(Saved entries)
■ ■ ■

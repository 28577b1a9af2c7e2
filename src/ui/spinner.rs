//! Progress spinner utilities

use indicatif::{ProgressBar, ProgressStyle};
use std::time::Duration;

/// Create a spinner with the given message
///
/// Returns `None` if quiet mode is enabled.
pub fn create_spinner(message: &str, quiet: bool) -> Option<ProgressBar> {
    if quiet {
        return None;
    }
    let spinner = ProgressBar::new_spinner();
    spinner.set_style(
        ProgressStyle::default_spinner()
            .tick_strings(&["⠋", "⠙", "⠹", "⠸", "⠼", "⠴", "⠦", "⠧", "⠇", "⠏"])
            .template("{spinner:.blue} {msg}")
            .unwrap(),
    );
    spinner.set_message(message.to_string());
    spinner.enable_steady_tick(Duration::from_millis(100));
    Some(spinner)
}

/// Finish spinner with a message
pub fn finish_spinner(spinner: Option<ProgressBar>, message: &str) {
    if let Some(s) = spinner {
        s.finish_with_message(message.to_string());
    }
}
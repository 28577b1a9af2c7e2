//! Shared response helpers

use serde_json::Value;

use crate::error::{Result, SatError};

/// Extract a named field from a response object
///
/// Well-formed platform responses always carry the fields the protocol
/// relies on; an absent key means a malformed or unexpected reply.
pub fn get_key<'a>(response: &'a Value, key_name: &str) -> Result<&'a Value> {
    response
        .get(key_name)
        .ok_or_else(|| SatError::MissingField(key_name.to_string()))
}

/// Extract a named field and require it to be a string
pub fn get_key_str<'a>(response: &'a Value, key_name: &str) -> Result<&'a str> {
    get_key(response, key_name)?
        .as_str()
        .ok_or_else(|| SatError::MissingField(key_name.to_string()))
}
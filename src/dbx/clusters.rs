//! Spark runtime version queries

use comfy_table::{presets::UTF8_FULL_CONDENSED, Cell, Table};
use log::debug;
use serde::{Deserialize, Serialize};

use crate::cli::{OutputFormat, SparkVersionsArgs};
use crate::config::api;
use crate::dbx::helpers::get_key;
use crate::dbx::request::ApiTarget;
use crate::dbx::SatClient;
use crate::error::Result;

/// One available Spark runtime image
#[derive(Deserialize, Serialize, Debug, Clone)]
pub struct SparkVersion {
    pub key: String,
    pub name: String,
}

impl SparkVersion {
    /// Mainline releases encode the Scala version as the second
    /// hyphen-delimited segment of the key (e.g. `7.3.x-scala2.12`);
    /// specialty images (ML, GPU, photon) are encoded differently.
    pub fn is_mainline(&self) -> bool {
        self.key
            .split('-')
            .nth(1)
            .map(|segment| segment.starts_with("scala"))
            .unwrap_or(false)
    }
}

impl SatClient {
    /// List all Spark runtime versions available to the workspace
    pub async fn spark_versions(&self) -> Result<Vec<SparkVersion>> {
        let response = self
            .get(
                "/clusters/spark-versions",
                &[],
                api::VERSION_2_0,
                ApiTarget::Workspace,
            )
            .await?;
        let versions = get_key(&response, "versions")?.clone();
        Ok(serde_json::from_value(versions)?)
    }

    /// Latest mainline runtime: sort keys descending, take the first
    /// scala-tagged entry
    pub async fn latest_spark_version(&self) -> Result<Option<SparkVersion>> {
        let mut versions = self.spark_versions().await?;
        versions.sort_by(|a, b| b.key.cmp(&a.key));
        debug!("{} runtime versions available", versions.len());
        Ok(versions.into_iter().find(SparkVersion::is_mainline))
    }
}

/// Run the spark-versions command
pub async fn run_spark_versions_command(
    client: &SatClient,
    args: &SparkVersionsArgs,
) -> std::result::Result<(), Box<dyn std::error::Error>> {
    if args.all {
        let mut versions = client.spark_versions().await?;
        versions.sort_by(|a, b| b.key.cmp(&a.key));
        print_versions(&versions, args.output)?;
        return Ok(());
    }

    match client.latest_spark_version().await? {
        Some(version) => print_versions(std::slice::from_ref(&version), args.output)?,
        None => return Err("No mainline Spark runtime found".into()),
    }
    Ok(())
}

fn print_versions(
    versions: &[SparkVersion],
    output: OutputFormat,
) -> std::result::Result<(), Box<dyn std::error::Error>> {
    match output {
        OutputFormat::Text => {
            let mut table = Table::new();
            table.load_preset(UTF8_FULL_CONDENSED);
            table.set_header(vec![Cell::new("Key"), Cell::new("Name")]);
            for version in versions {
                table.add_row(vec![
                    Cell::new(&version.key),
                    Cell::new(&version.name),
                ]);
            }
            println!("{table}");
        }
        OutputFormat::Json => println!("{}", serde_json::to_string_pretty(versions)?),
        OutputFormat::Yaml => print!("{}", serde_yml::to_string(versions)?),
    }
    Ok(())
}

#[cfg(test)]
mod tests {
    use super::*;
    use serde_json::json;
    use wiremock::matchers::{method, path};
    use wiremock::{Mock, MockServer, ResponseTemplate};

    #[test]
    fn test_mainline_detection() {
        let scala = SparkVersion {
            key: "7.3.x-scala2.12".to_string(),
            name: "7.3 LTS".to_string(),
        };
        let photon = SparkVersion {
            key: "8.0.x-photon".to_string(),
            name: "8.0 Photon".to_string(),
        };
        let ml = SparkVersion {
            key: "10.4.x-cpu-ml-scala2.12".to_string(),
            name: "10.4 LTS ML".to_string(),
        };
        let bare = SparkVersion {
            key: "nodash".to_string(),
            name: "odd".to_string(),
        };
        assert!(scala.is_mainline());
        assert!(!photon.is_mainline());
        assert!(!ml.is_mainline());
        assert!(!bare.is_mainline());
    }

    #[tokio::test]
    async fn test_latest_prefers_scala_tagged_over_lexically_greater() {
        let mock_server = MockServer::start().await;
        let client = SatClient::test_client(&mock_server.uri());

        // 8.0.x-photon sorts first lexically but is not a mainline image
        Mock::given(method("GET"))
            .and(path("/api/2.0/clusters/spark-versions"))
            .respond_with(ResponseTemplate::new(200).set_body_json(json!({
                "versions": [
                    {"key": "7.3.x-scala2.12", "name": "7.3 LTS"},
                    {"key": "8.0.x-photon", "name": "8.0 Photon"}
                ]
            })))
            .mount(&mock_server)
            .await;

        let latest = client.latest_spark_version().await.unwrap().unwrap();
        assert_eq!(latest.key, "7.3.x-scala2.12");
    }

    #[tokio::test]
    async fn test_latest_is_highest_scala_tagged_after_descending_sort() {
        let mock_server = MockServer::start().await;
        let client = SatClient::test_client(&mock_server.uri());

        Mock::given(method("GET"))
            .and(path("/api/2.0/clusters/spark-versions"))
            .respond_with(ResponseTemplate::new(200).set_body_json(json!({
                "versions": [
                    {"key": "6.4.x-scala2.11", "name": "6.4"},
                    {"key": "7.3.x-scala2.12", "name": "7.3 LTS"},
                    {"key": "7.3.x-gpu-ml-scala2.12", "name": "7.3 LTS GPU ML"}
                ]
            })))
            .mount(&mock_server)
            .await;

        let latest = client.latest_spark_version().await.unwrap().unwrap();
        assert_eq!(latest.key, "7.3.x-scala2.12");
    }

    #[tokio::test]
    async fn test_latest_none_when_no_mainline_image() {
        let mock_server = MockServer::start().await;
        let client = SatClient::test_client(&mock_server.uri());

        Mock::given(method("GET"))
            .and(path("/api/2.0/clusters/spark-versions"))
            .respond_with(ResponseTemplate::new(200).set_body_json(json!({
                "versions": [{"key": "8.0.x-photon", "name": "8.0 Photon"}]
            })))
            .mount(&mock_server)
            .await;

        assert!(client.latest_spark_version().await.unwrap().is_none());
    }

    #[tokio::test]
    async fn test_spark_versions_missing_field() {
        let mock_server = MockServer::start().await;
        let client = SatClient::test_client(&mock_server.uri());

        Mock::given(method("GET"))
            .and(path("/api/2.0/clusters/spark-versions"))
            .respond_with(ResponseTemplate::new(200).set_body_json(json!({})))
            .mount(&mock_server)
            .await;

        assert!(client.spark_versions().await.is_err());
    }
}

■ ■ ■

Pull out all lines containing the word "Deserialize" from the entries above.

use serde::{Deserialize, Serialize};
#[derive(Deserialize, Serialize, Debug, Clone)]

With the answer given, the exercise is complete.